┏━━
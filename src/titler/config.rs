use anyhow::{Result, anyhow};
use serde::{Deserialize, Serialize};
use std::env;
use std::fs;
use std::path::PathBuf;

#[derive(Debug, Clone, Copy, Serialize, Deserialize, Default)]
pub struct TitleRules {
    #[serde(default)]
    pub lower_case: bool,
    #[serde(default)]
    pub accept_subtitles: bool,
}

#[derive(Debug, Clone, Serialize, Deserialize, Default)]
pub struct RetitleConfig {
    pub titles: TitleRules,
}

#[derive(Debug, Clone, Deserialize, Default)]
struct PartialRetitleConfig {
    titles: Option<TitleRules>,
}

fn env_or_bool(var: &str, fallback: bool) -> bool {
    match env::var(var) {
        Ok(v) => {
            let trimmed = v.trim();
            match trimmed {
                "1" | "true" | "TRUE" | "yes" | "on" => true,
                "0" | "false" | "FALSE" | "no" | "off" => false,
                _ => fallback,
            }
        }
        Err(_) => fallback,
    }
}

pub fn resolve_config_path() -> Option<PathBuf> {
    if let Ok(custom) = env::var("RETITLE_CONFIG_PATH") {
        let trimmed = custom.trim();
        if !trimmed.is_empty() {
            return Some(PathBuf::from(trimmed));
        }
    }

    let home = dirs::home_dir()?;
    Some(home.join(".retitle").join("retitle.toml"))
}

fn merge_file_config(base: &mut RetitleConfig) -> Result<()> {
    let Some(path) = resolve_config_path() else {
        return Ok(());
    };
    if !path.exists() {
        return Ok(());
    }

    let raw = fs::read_to_string(&path)?;
    let parsed: PartialRetitleConfig = toml::from_str(&raw)
        .map_err(|err| anyhow!("failed to parse config {}: {err}", path.display()))?;
    if let Some(titles) = parsed.titles {
        base.titles = titles;
    }
    Ok(())
}

/// Load configuration as defaults, then the optional TOML file, then
/// environment overrides. API keys never live in the file; they come from
/// the environment alone.
pub fn load_config() -> Result<RetitleConfig> {
    let mut cfg = RetitleConfig::default();
    merge_file_config(&mut cfg)?;

    cfg.titles.lower_case = env_or_bool("RETITLE_LOWERCASE", cfg.titles.lower_case);
    cfg.titles.accept_subtitles = env_or_bool("RETITLE_SUBTITLES", cfg.titles.accept_subtitles);

    Ok(cfg)
}

#[cfg(test)]
mod tests {
    use super::{PartialRetitleConfig, RetitleConfig, env_or_bool};

    #[test]
    fn defaults_leave_both_rules_off() {
        let cfg = RetitleConfig::default();
        assert!(!cfg.titles.lower_case);
        assert!(!cfg.titles.accept_subtitles);
    }

    #[test]
    fn partial_file_merges_section_wise() {
        let parsed: PartialRetitleConfig =
            toml::from_str("[titles]\nlower_case = true\n").expect("parse");
        let titles = parsed.titles.expect("titles section");
        assert!(titles.lower_case);
        assert!(!titles.accept_subtitles);
    }

    #[test]
    fn env_or_bool_accepts_common_spellings() {
        unsafe {
            std::env::set_var("RETITLE_TEST_BOOL", "yes");
        }
        assert!(env_or_bool("RETITLE_TEST_BOOL", false));
        unsafe {
            std::env::set_var("RETITLE_TEST_BOOL", "off");
        }
        assert!(!env_or_bool("RETITLE_TEST_BOOL", true));
        unsafe {
            std::env::remove_var("RETITLE_TEST_BOOL");
        }
        assert!(env_or_bool("RETITLE_TEST_BOOL", true));
    }
}
use anyhow::Result;

use crate::commands::CommandReport;
use crate::titler::config::{load_config, resolve_config_path};
use crate::titler::paths::resolve_paths;
use crate::titler::provider::resolve_provider_config;

/// Report resolved paths, config values, and provider resolution. Never
/// touches the network and never prints key material.
pub fn run() -> Result<CommandReport> {
    let mut report = CommandReport::new("status");

    let paths = resolve_paths()?;
    report.detail(format!("home={}", paths.home.display()));
    report.detail(format!("logs_dir={}", paths.logs_dir.display()));

    if let Some(path) = resolve_config_path() {
        let presence = if path.exists() { "present" } else { "absent" };
        report.detail(format!("config_path={} ({presence})", path.display()));
    }

    let config = load_config()?;
    report.detail(format!("lower_case={}", config.titles.lower_case));
    report.detail(format!("accept_subtitles={}", config.titles.accept_subtitles));

    match resolve_provider_config() {
        Some(provider) => {
            report.detail(format!("provider={}", provider.provider.label()));
            report.detail(format!("model={}", provider.model));
            if let Some(base_url) = &provider.base_url {
                report.detail(format!("base_url={base_url}"));
            }
        }
        None => report.detail("provider=unconfigured"),
    }

    Ok(report)
}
┗━━
ACTION ITEM
Set down each line of the material verbatim, from the first line through the line that contains "pub struct RetitleConfig".

RESULT FOR THIS TASK
filename src/titler/config.rs
use anyhow::{Result, anyhow};
use serde::{Deserialize, Serialize};
use std::env;
use std::fs;
use std::path::PathBuf;

#[derive(Debug, Clone, Copy, Serialize, Deserialize, Default)]
pub struct TitleRules {
    #[serde(default)]
    pub lower_case: bool,
    #[serde(default)]
    pub accept_subtitles: bool,
}

#[derive(Debug, Clone, Serialize, Deserialize, Default)]
pub struct RetitleConfig {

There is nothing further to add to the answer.